Jebreil, on 08 September 2012 - 10:35 AM, said:
Belial
I wouldn't be too fussy about a distinction between natural philosopher and scientist. Newton believed he was doing natural philosophy. Galileo, Descartes and Leibniz too. This was because natural philosophy meant wondering how nature (as opposed to theology or morality) worked.
Adding to what Lanatin said:
The error, I believe, in the ancient thinkers was fivefold:
1. Trust of authority
2. Trust in analogy (or assuming things which are logically possible to be erroneous)

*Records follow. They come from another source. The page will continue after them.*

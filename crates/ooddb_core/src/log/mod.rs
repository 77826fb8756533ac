//! The transaction log.
//!
//! Logged transactions are what peers receive. Local commits are logged
//! only when some distant hook replicates one of the touched packages;
//! transactions received from a peer are logged again as relays when
//! other hooks still need them. Entries are pruned once every concerned
//! hook has confirmed them.
//!
//! Layout, all inside the wrapped engine:
//!
//! ```text
//! __ood_transaction_counter  "last"            -> u64 BE
//! __ood_transactions         id BE             -> LoggedTransaction
//! __ood_transaction_events   id BE | seq BE    -> TableEvent
//! __ood_versions             table 0x00 key    -> VersionStamp
//! ```

mod entry;
pub(crate) mod version;

pub use entry::LoggedTransaction;
pub(crate) use entry::PendingTransaction;
pub use version::VersionStamp;

use crate::codec::{decode, encode};
use crate::error::{CoreError, CoreResult};
use crate::hooks::Hook;
use crate::internal::{key, TRANSACTIONS, TRANSACTION_COUNTER, TRANSACTION_EVENTS};
use crate::storage::Connection;
use ooddb_protocol::{EventTypes, HookId, TableEvent, TransactionId};
use tracing::{debug, trace};

const COUNTER_KEY: &[u8] = b"last";
const PAGE: usize = 256;

fn event_key(id: TransactionId, seq: u32) -> Vec<u8> {
    key(&[&id.to_key(), &seq.to_be_bytes()])
}

/// Reads and writes the log through a caller-provided connection, so log
/// changes share the caller's native transaction.
#[derive(Debug, Default)]
pub struct TransactionLog {
    _private: (),
}

impl TransactionLog {
    pub(crate) fn new() -> Self {
        Self::default()
    }

    /// Last assigned id; [`TransactionId::ZERO`] for an empty log.
    pub(crate) fn last_id(&self, conn: &mut dyn Connection) -> CoreResult<TransactionId> {
        Ok(match conn.get(TRANSACTION_COUNTER, COUNTER_KEY)? {
            Some(bytes) => TransactionId::from_key(&bytes)
                .ok_or_else(|| CoreError::Codec("bad transaction counter".into()))?,
            None => TransactionId::ZERO,
        })
    }

    /// Logs a transaction and stamps every touched row.
    ///
    /// Fails on an empty event stream; the caller's native transaction is
    /// expected to roll back in that case.
    pub(crate) fn append<I>(
        &self,
        conn: &mut dyn Connection,
        local: HookId,
        pending: PendingTransaction,
        events: I,
    ) -> CoreResult<LoggedTransaction>
    where
        I: IntoIterator<Item = CoreResult<TableEvent>>,
    {
        let id = self.last_id(conn)?.next();
        conn.put(TRANSACTION_COUNTER, COUNTER_KEY, &id.to_key())?;
        let (origin, origin_id) = pending.relayed_from.unwrap_or((local, id));
        let stamp = VersionStamp { origin, origin_id };

        let mut event_types = EventTypes::empty();
        let mut seq: u32 = 0;
        for event in events {
            let mut event = event?;
            event_types.insert(event.kind);
            if pending.restamp {
                if pending.relayed_from.is_none() {
                    let replaced = version::get(conn, &event.table, &event.primary_key)?;
                    event.base = replaced.map(Into::into);
                }
                version::set(conn, &event.table, &event.primary_key, stamp)?;
            }
            conn.put(TRANSACTION_EVENTS, &event_key(id, seq), &encode(&event)?)?;
            seq = seq
                .checked_add(1)
                .ok_or_else(|| CoreError::invalid_operation("too many events in one transaction"))?;
        }
        if seq == 0 {
            return Err(CoreError::invalid_operation("cannot log an empty transaction"));
        }

        let header = LoggedTransaction {
            id,
            timestamp_utc: pending.timestamp_utc,
            origin,
            origin_id,
            known: pending.known,
            event_types,
            concerned: pending.concerned,
            resynchronization: pending.resynchronization,
            event_count: seq,
        };
        conn.put(TRANSACTIONS, &id.to_key(), &encode(&header)?)?;
        trace!(%id, %origin, %origin_id, events = seq, "transaction logged");
        Ok(header)
    }

    /// Header of one transaction.
    pub(crate) fn header(
        &self,
        conn: &mut dyn Connection,
        id: TransactionId,
    ) -> CoreResult<Option<LoggedTransaction>> {
        conn.get(TRANSACTIONS, &id.to_key())?
            .map(|bytes| decode(&bytes))
            .transpose()
    }

    /// Up to `limit` headers with an id above `after`, in id order.
    pub(crate) fn headers_after(
        &self,
        conn: &mut dyn Connection,
        after: TransactionId,
        limit: usize,
    ) -> CoreResult<Vec<LoggedTransaction>> {
        conn.scan_from(TRANSACTIONS, &after.next().to_key(), limit)?
            .into_iter()
            .map(|(_, v)| decode(&v))
            .collect()
    }

    /// Every header above `after`, page by page, until `visit` returns false.
    pub(crate) fn walk_after(
        &self,
        conn: &mut dyn Connection,
        after: TransactionId,
        mut visit: impl FnMut(&mut dyn Connection, LoggedTransaction) -> CoreResult<bool>,
    ) -> CoreResult<()> {
        let mut cursor = after;
        loop {
            let page = self.headers_after(conn, cursor, PAGE)?;
            let full = page.len() == PAGE;
            for header in page {
                cursor = header.id;
                if !visit(conn, header)? {
                    return Ok(());
                }
            }
            if !full {
                return Ok(());
            }
        }
    }

    /// Events of a logged transaction, in order.
    pub(crate) fn events(
        &self,
        conn: &mut dyn Connection,
        header: &LoggedTransaction,
    ) -> CoreResult<Vec<TableEvent>> {
        conn.scan_from(
            TRANSACTION_EVENTS,
            &event_key(header.id, 0),
            header.event_count as usize,
        )?
        .into_iter()
        .map(|(_, v)| decode(&v))
        .collect()
    }

    /// Events of the transactions above `after`, whole transactions only,
    /// stopping before `max_events` would be exceeded. The first
    /// transaction is always included.
    pub(crate) fn read_from(
        &self,
        conn: &mut dyn Connection,
        after: TransactionId,
        max_events: usize,
    ) -> CoreResult<impl Iterator<Item = TableEvent>> {
        let mut out = Vec::new();
        self.walk_after(conn, after, |conn, header| {
            if !out.is_empty() && out.len() + header.event_count as usize > max_events {
                return Ok(false);
            }
            out.extend(self.events(conn, &header)?);
            Ok(out.len() < max_events)
        })?;
        Ok(out.into_iter())
    }

    /// Number of logged transactions.
    pub(crate) fn len(&self, conn: &mut dyn Connection) -> CoreResult<usize> {
        Ok(conn.scan(TRANSACTIONS)?.len())
    }

    fn delete(&self, conn: &mut dyn Connection, header: &LoggedTransaction) -> CoreResult<()> {
        for seq in 0..header.event_count {
            conn.delete(TRANSACTION_EVENTS, &event_key(header.id, seq))?;
        }
        conn.delete(TRANSACTIONS, &header.id.to_key())?;
        Ok(())
    }

    /// Deletes every transaction up to and including `up_to`.
    pub(crate) fn prune_up_to(
        &self,
        conn: &mut dyn Connection,
        up_to: TransactionId,
    ) -> CoreResult<usize> {
        let mut doomed = Vec::new();
        self.walk_after(conn, TransactionId::ZERO, |_, header| {
            if header.id > up_to {
                return Ok(false);
            }
            doomed.push(header);
            Ok(true)
        })?;
        for header in &doomed {
            self.delete(conn, header)?;
        }
        if !doomed.is_empty() {
            debug!(pruned = doomed.len(), %up_to, "transaction log pruned");
        }
        Ok(doomed.len())
    }

    /// Prunes up to the lowest position every active distant hook
    /// provably reached.
    pub(crate) fn prune_validated(
        &self,
        conn: &mut dyn Connection,
        hooks: &[Hook],
    ) -> CoreResult<usize> {
        let mut floor = None;
        for hook in hooks.iter().filter(|h| h.is_active_distant()) {
            let reached = self.actualize_last_transaction_id(conn, hook)?;
            floor = Some(floor.map_or(reached, |f: TransactionId| f.min(reached)));
        }
        let floor = match floor {
            Some(floor) => floor,
            None => self.last_id(conn)?,
        };
        self.prune_up_to(conn, floor)
    }

    /// Highest local id `hook` provably has.
    ///
    /// Starts from its direct confirmation, then skips every following
    /// transaction that does not concern it.
    pub(crate) fn actualize_last_transaction_id(
        &self,
        conn: &mut dyn Connection,
        hook: &Hook,
    ) -> CoreResult<TransactionId> {
        let start = hook.last_validated_local_transaction_id;

        let mut blocked_at = None;
        self.walk_after(conn, start, |_, header| {
            if header.concerns(hook.id) {
                blocked_at = Some(header.id);
                return Ok(false);
            }
            Ok(true)
        })?;
        let reached = match blocked_at {
            Some(id) => TransactionId::new(id.as_u64() - 1),
            None => self.last_id(conn)?,
        };
        Ok(reached.max(start))
    }

    /// Records that `target` holds `origin`'s transaction `origin_id`:
    /// `target` leaves the concerned set of the entries carrying it, and
    /// entries left with nobody to reach are deleted. Returns the number
    /// of entries changed.
    ///
    /// This is a fact about one transaction; it says nothing of the
    /// origin's earlier ones.
    pub(crate) fn mark_delivered(
        &self,
        conn: &mut dyn Connection,
        local: HookId,
        origin: HookId,
        origin_id: TransactionId,
        target: HookId,
    ) -> CoreResult<usize> {
        let mut carrying = Vec::new();
        if origin == local {
            carrying.extend(self.header(conn, origin_id)?);
        } else {
            self.walk_after(conn, TransactionId::ZERO, |_, header| {
                if header.origin == origin && header.origin_id == origin_id {
                    carrying.push(header);
                }
                Ok(true)
            })?;
        }
        let mut changed = 0;
        for mut header in carrying {
            let Some(concerned) = header.concerned.as_mut() else {
                continue;
            };
            if header.origin != origin || !concerned.remove(&target) {
                continue;
            }
            if concerned.is_empty() {
                self.delete(conn, &header)?;
            } else {
                conn.put(TRANSACTIONS, &header.id.to_key(), &encode(&header)?)?;
            }
            changed += 1;
        }
        if changed > 0 {
            trace!(%origin, %origin_id, %target, "delivery recorded");
        }
        Ok(changed)
    }

    /// Drops `hook` from every concerned set, deleting transactions that
    /// no longer concern anyone. Returns `(updated, deleted)`.
    pub(crate) fn remove_concerned(
        &self,
        conn: &mut dyn Connection,
        hook: HookId,
    ) -> CoreResult<(usize, usize)> {
        let mut touched = Vec::new();
        self.walk_after(conn, TransactionId::ZERO, |_, header| {
            if header.concerned.as_ref().is_some_and(|c| c.contains(&hook)) {
                touched.push(header);
            }
            Ok(true)
        })?;
        let (mut updated, mut deleted) = (0, 0);
        for mut header in touched {
            let remaining = header.concerned.as_mut().map(|c| {
                c.remove(&hook);
                c.len()
            });
            if remaining == Some(0) {
                self.delete(conn, &header)?;
                deleted += 1;
            } else {
                conn.put(TRANSACTIONS, &header.id.to_key(), &encode(&header)?)?;
                updated += 1;
            }
        }
        Ok((updated, deleted))
    }
}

3. Trust in the simplest inference possible
4. Lack of data
5. Lack of decent means of gathering data
Galileo's Aristotelian opponent had 4 out of 5 deficiencies:
1. He trusted Aristotle, because he was the philosopher
2. Aristotle in turn drew an analogy between the behaviour of things in water and in air
3. Rather than invoke gravitational acceleration, it seemed simpler to them to believe in objects having intrinsic properties (how, in hindsight I can't imagine)
4. They didn't know much about the objects, since they had not experimented with them in different settings
Galileo showed 1 to be baseless arguing, 2 to be logically incoherent, 3 to be exasperated fiction, 4 to be a problem which he then remedied with 5.

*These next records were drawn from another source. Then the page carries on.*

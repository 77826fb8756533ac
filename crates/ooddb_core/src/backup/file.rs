//! Backup file naming and layout.
//!
//! Files are named `backup-ood-<unix ms>.dreference` (a full snapshot of
//! the user tables) or `backup-ood-<unix ms>.dincrement` (the committed
//! transactions that followed). Both are sequences of frames: a header,
//! then row chunks for references or one frame per transaction for
//! increments.

use crate::codec::{decode, encode};
use crate::error::{CoreError, CoreResult};
use crate::storage::{ByteStore, FileStore, FrameFormat};
use ooddb_protocol::TableEvent;
use serde::{Deserialize, Serialize};
use std::collections::BTreeMap;
use std::fmt;
use std::path::{Path, PathBuf};

pub(crate) const BACKUP_FORMAT: FrameFormat = FrameFormat::new(*b"OODB", 1);

const HEADER: u8 = 1;
const ROWS: u8 = 2;
const TRANSACTION: u8 = 3;
const ROWS_PER_FRAME: usize = 512;

const PREFIX: &str = "backup-ood-";
const REFERENCE_EXT: &str = "dreference";
const INCREMENT_EXT: &str = "dincrement";

/// User tables by name, rows by serialized key.
pub type Snapshot = BTreeMap<String, BTreeMap<Vec<u8>, Vec<u8>>>;

/// Kind of backup file.
#[derive(Debug, Clone, Copy, PartialEq, Eq, PartialOrd, Ord, Hash, Serialize, Deserialize)]
pub enum BackupKind {
    /// Full snapshot.
    Reference,
    /// Transactions following a snapshot.
    Increment,
}

impl fmt::Display for BackupKind {
    fn fmt(&self, f: &mut fmt::Formatter<'_>) -> fmt::Result {
        f.write_str(match self {
            Self::Reference => "reference",
            Self::Increment => "increment",
        })
    }
}

/// A backup file on disk.
#[derive(Debug, Clone, PartialEq, Eq)]
pub struct BackupFile {
    /// Full path.
    pub path: PathBuf,
    /// Creation instant encoded in the name.
    pub timestamp_utc: u64,
    /// Reference or increment.
    pub kind: BackupKind,
}

impl BackupFile {
    /// File name for a backup of `kind` created at `timestamp_utc`.
    #[must_use]
    pub fn file_name(kind: BackupKind, timestamp_utc: u64) -> String {
        let ext = match kind {
            BackupKind::Reference => REFERENCE_EXT,
            BackupKind::Increment => INCREMENT_EXT,
        };
        format!("{PREFIX}{timestamp_utc}.{ext}")
    }

    /// Recognizes a backup file by name.
    #[must_use]
    pub fn parse(path: &Path) -> Option<Self> {
        let name = path.file_name()?.to_str()?;
        let (stem, ext) = name.strip_prefix(PREFIX)?.rsplit_once('.')?;
        let kind = match ext {
            REFERENCE_EXT => BackupKind::Reference,
            INCREMENT_EXT => BackupKind::Increment,
            _ => return None,
        };
        Some(Self {
            path: path.to_path_buf(),
            timestamp_utc: stem.parse().ok()?,
            kind,
        })
    }
}

#[derive(Debug, Serialize, Deserialize)]
struct FileHeader {
    kind: BackupKind,
    created_utc: u64,
}

/// One committed transaction as kept in an increment.
#[derive(Debug, Clone, PartialEq, Serialize, Deserialize)]
pub(crate) struct BackupTransaction {
    pub(crate) timestamp_utc: u64,
    pub(crate) events: Vec<TableEvent>,
}

/// Backup files of `dir`, oldest first.
pub(crate) fn list(dir: &Path) -> CoreResult<Vec<BackupFile>> {
    let mut files = Vec::new();
    if !dir.exists() {
        return Ok(files);
    }
    for entry in std::fs::read_dir(dir)? {
        if let Some(file) = BackupFile::parse(&entry?.path()) {
            files.push(file);
        }
    }
    files.sort_by_key(|f| (f.timestamp_utc, f.kind));
    Ok(files)
}

fn check_header(file: &BackupFile, payload: &[u8]) -> CoreResult<()> {
    let header: FileHeader = decode(payload)?;
    if header.kind != file.kind {
        return Err(CoreError::backup(format!(
            "{} holds a {} header",
            file.path.display(),
            header.kind
        )));
    }
    Ok(())
}

/// Writes a reference atomically: a temporary file renamed into place.
pub(crate) fn write_reference(
    dir: &Path,
    timestamp_utc: u64,
    snapshot: &Snapshot,
) -> CoreResult<BackupFile> {
    let name = BackupFile::file_name(BackupKind::Reference, timestamp_utc);
    let path = dir.join(&name);
    let tmp = dir.join(format!("{name}.tmp"));
    {
        let mut store = FileStore::open(&tmp)?;
        let header = FileHeader {
            kind: BackupKind::Reference,
            created_utc: timestamp_utc,
        };
        BACKUP_FORMAT.append(&mut store, HEADER, &encode(&header)?)?;
        let mut chunk: Vec<(&str, &[u8], &[u8])> = Vec::with_capacity(ROWS_PER_FRAME);
        for (table, rows) in snapshot {
            for (key, row) in rows {
                chunk.push((table, key, row));
                if chunk.len() == ROWS_PER_FRAME {
                    BACKUP_FORMAT.append(&mut store, ROWS, &encode(&chunk)?)?;
                    chunk.clear();
                }
            }
        }
        if !chunk.is_empty() {
            BACKUP_FORMAT.append(&mut store, ROWS, &encode(&chunk)?)?;
        }
        store.sync()?;
    }
    std::fs::rename(&tmp, &path)?;
    Ok(BackupFile {
        path,
        timestamp_utc,
        kind: BackupKind::Reference,
    })
}

/// Reads a reference back.
pub(crate) fn read_reference(file: &BackupFile) -> CoreResult<Snapshot> {
    let store = FileStore::open(&file.path)?;
    let mut frames = BACKUP_FORMAT.frames(&store)?;
    let header = frames
        .next()
        .transpose()?
        .ok_or_else(|| CoreError::backup(format!("{} is empty", file.path.display())))?;
    check_header(file, &header.payload)?;

    let mut snapshot = Snapshot::new();
    for frame in frames {
        let frame = frame?;
        if frame.kind != ROWS {
            return Err(CoreError::corruption(frame.offset, "unexpected frame in reference"));
        }
        let rows: Vec<(String, Vec<u8>, Vec<u8>)> = decode(&frame.payload)?;
        for (table, key, row) in rows {
            snapshot.entry(table).or_default().insert(key, row);
        }
    }
    Ok(snapshot)
}

/// The increment file currently receiving commits.
pub(crate) struct IncrementWriter {
    store: FileStore,
    file: BackupFile,
}

impl IncrementWriter {
    pub(crate) fn create(dir: &Path, timestamp_utc: u64) -> CoreResult<Self> {
        let path = dir.join(BackupFile::file_name(BackupKind::Increment, timestamp_utc));
        let mut store = FileStore::open(&path)?;
        let header = FileHeader {
            kind: BackupKind::Increment,
            created_utc: timestamp_utc,
        };
        BACKUP_FORMAT.append(&mut store, HEADER, &encode(&header)?)?;
        Ok(Self {
            store,
            file: BackupFile {
                path,
                timestamp_utc,
                kind: BackupKind::Increment,
            },
        })
    }

    pub(crate) fn file(&self) -> &BackupFile {
        &self.file
    }

    pub(crate) fn size(&self) -> CoreResult<u64> {
        self.store.size()
    }

    pub(crate) fn append(&mut self, transaction: &BackupTransaction) -> CoreResult<()> {
        BACKUP_FORMAT.append(&mut self.store, TRANSACTION, &encode(transaction)?)?;
        self.store.sync()
    }
}

/// Transactions of an increment. A torn final frame is ignored.
pub(crate) fn read_increment(file: &BackupFile) -> CoreResult<Vec<BackupTransaction>> {
    let store = FileStore::open(&file.path)?;
    let mut frames = BACKUP_FORMAT.frames(&store)?;
    let Some(header) = frames.next().transpose()? else {
        return Ok(Vec::new());
    };
    check_header(file, &header.payload)?;
    let mut out = Vec::new();
    for frame in frames {
        let frame = frame?;
        if frame.kind != TRANSACTION {
            return Err(CoreError::corruption(frame.offset, "unexpected frame in increment"));
        }
        out.push(decode(&frame.payload)?);
    }
    Ok(out)
}

#[cfg(test)]
mod tests {
    use super::*;
    use tempfile::tempdir;

    #[test]
    fn names_round_trip() {
        let name = BackupFile::file_name(BackupKind::Increment, 1_700_000_000_123);
        assert_eq!(name, "backup-ood-1700000000123.dincrement");
        let parsed = BackupFile::parse(Path::new(&name)).unwrap();
        assert_eq!(parsed.kind, BackupKind::Increment);
        assert_eq!(parsed.timestamp_utc, 1_700_000_000_123);
        assert!(BackupFile::parse(Path::new("backup-ood-x.dreference")).is_none());
        assert!(BackupFile::parse(Path::new("journal.log")).is_none());
    }

    #[test]
    fn reference_keeps_every_row() {
        let dir = tempdir().unwrap();
        let mut snapshot = Snapshot::new();
        for n in 0..1200u32 {
            snapshot
                .entry(format!("t{}", n % 3))
                .or_default()
                .insert(n.to_be_bytes().to_vec(), vec![1; 3]);
        }
        let file = write_reference(dir.path(), 5, &snapshot).unwrap();
        assert_eq!(read_reference(&file).unwrap(), snapshot);
        assert_eq!(list(dir.path()).unwrap(), vec![file]);
    }

    #[test]
    fn increment_survives_torn_tail() {
        let dir = tempdir().unwrap();
        let mut writer = IncrementWriter::create(dir.path(), 7).unwrap();
        let tx = BackupTransaction {
            timestamp_utc: 8,
            events: vec![TableEvent::delete("t", vec![1])],
        };
        writer.append(&tx).unwrap();
        let path = writer.file().path.clone();
        drop(writer);

        let mut bytes = std::fs::read(&path).unwrap();
        bytes.extend_from_slice(&BACKUP_FORMAT.encode(TRANSACTION, b"partial").unwrap()[..9]);
        std::fs::write(&path, bytes).unwrap();

        let file = BackupFile::parse(&path).unwrap();
        assert_eq!(read_increment(&file).unwrap(), vec![tx]);
    }
}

So, far from logic being the bad guy in the hands of bad science, it is actually the good guy in the service of good science, refuting the incoherent hypotheses and helping to prove the correct ones.
Galileo reasoned that two weights held together would fall at the same rate as one weight.

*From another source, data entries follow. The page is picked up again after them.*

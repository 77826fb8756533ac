//! In-memory storage engine with an optional durable journal.

use super::engine::{Connection, StorageEngine};
use super::journal::{apply_changes, Journal, RowChange, Tables};
use crate::dir::DatabaseDir;
use crate::error::{CoreError, CoreResult};
use crate::types::IsolationLevel;
use parking_lot::{Mutex, RwLock};
use std::cmp::Ordering;
use std::collections::BTreeMap;
use std::fmt;
use std::iter::Peekable;
use std::path::Path;
use std::sync::Arc;
use tracing::debug;

/// Capabilities advertised by a [`MemoryEngine`].
#[derive(Debug, Clone)]
pub struct EngineOptions {
    /// Levels reported as supported.
    pub isolation_levels: Vec<IsolationLevel>,
    /// Whether savepoints are offered.
    pub savepoints: bool,
    /// Whether connections may be used from several threads at once.
    pub thread_safe: bool,
    /// Whether journal commits are synced to disk.
    pub sync_on_commit: bool,
}

impl Default for EngineOptions {
    fn default() -> Self {
        Self {
            isolation_levels: vec![IsolationLevel::ReadCommitted, IsolationLevel::Serializable],
            savepoints: true,
            thread_safe: true,
            sync_on_commit: true,
        }
    }
}

impl EngineOptions {
    /// Sets the supported isolation levels.
    #[must_use]
    pub fn isolation_levels(mut self, levels: Vec<IsolationLevel>) -> Self {
        self.isolation_levels = levels;
        self
    }

    /// Enables or disables savepoints.
    #[must_use]
    pub const fn savepoints(mut self, enabled: bool) -> Self {
        self.savepoints = enabled;
        self
    }

    /// Declares whether the engine is thread-safe.
    #[must_use]
    pub const fn thread_safe(mut self, value: bool) -> Self {
        self.thread_safe = value;
        self
    }

    /// Sets whether journal commits are synced.
    #[must_use]
    pub const fn sync_on_commit(mut self, value: bool) -> Self {
        self.sync_on_commit = value;
        self
    }
}

struct Shared {
    name: String,
    options: EngineOptions,
    tables: RwLock<Tables>,
    journal: Mutex<Option<Journal>>,
    dir: Option<DatabaseDir>,
}

/// Ordered in-memory tables behind read-committed connections.
///
/// Each connection keeps its uncommitted writes in a private overlay, so
/// other connections only observe committed rows. When opened on a
/// directory every commit is journaled before it becomes visible.
///
/// Cloning yields another handle on the same tables.
#[derive(Clone)]
pub struct MemoryEngine {
    shared: Arc<Shared>,
}

impl MemoryEngine {
    /// Creates a volatile engine.
    pub fn new(name: impl Into<String>) -> Self {
        Self::with_options(name, EngineOptions::default())
    }

    /// Creates a volatile engine with explicit capabilities.
    pub fn with_options(name: impl Into<String>, options: EngineOptions) -> Self {
        Self {
            shared: Arc::new(Shared {
                name: name.into(),
                options,
                tables: RwLock::new(Tables::new()),
                journal: Mutex::new(None),
                dir: None,
            }),
        }
    }

    /// Opens a durable engine in `path`, replaying its journal.
    pub fn open(path: &Path, create_if_missing: bool, options: EngineOptions) -> CoreResult<Self> {
        let dir = DatabaseDir::open(path, create_if_missing)?;
        let (journal, tables) = Journal::open(&dir.journal_path(), options.sync_on_commit)?;
        let name = path
            .file_name()
            .map(|n| n.to_string_lossy().into_owned())
            .unwrap_or_else(|| path.display().to_string());
        Ok(Self {
            shared: Arc::new(Shared {
                name,
                options,
                tables: RwLock::new(tables),
                journal: Mutex::new(Some(journal)),
                dir: Some(dir),
            }),
        })
    }

    /// Directory of a durable engine.
    #[must_use]
    pub fn directory(&self) -> Option<&DatabaseDir> {
        self.shared.dir.as_ref()
    }

    /// Rewrites the journal as one snapshot. No-op for volatile engines.
    pub fn compact(&self) -> CoreResult<()> {
        let mut journal = self.shared.journal.lock();
        if let Some(journal) = journal.as_mut() {
            let tables = self.shared.tables.read();
            journal.compact(&tables)?;
        }
        Ok(())
    }

    /// Number of committed rows in `table`.
    #[must_use]
    pub fn row_count(&self, table: &str) -> usize {
        self.shared.tables.read().get(table).map_or(0, BTreeMap::len)
    }
}

impl fmt::Debug for MemoryEngine {
    fn fmt(&self, f: &mut fmt::Formatter<'_>) -> fmt::Result {
        f.debug_struct("MemoryEngine")
            .field("name", &self.shared.name)
            .field("durable", &self.shared.dir.is_some())
            .finish_non_exhaustive()
    }
}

Then he did experiments to test the idea — and, not surprisingly to us, it was true.
This was the start of modern empirical science, and our collective understanding of the universe hasn’t been the same since.
“Empirical” refers to ideas that are capable of being verified or disproved by observation or experiment. Empirical evidence is not simply one type of evidence, but rather it is the only evidence that we can rely on, because it is reproducible.
Empirical evidence is the basis for physical science.
Logic alone is not sufficient.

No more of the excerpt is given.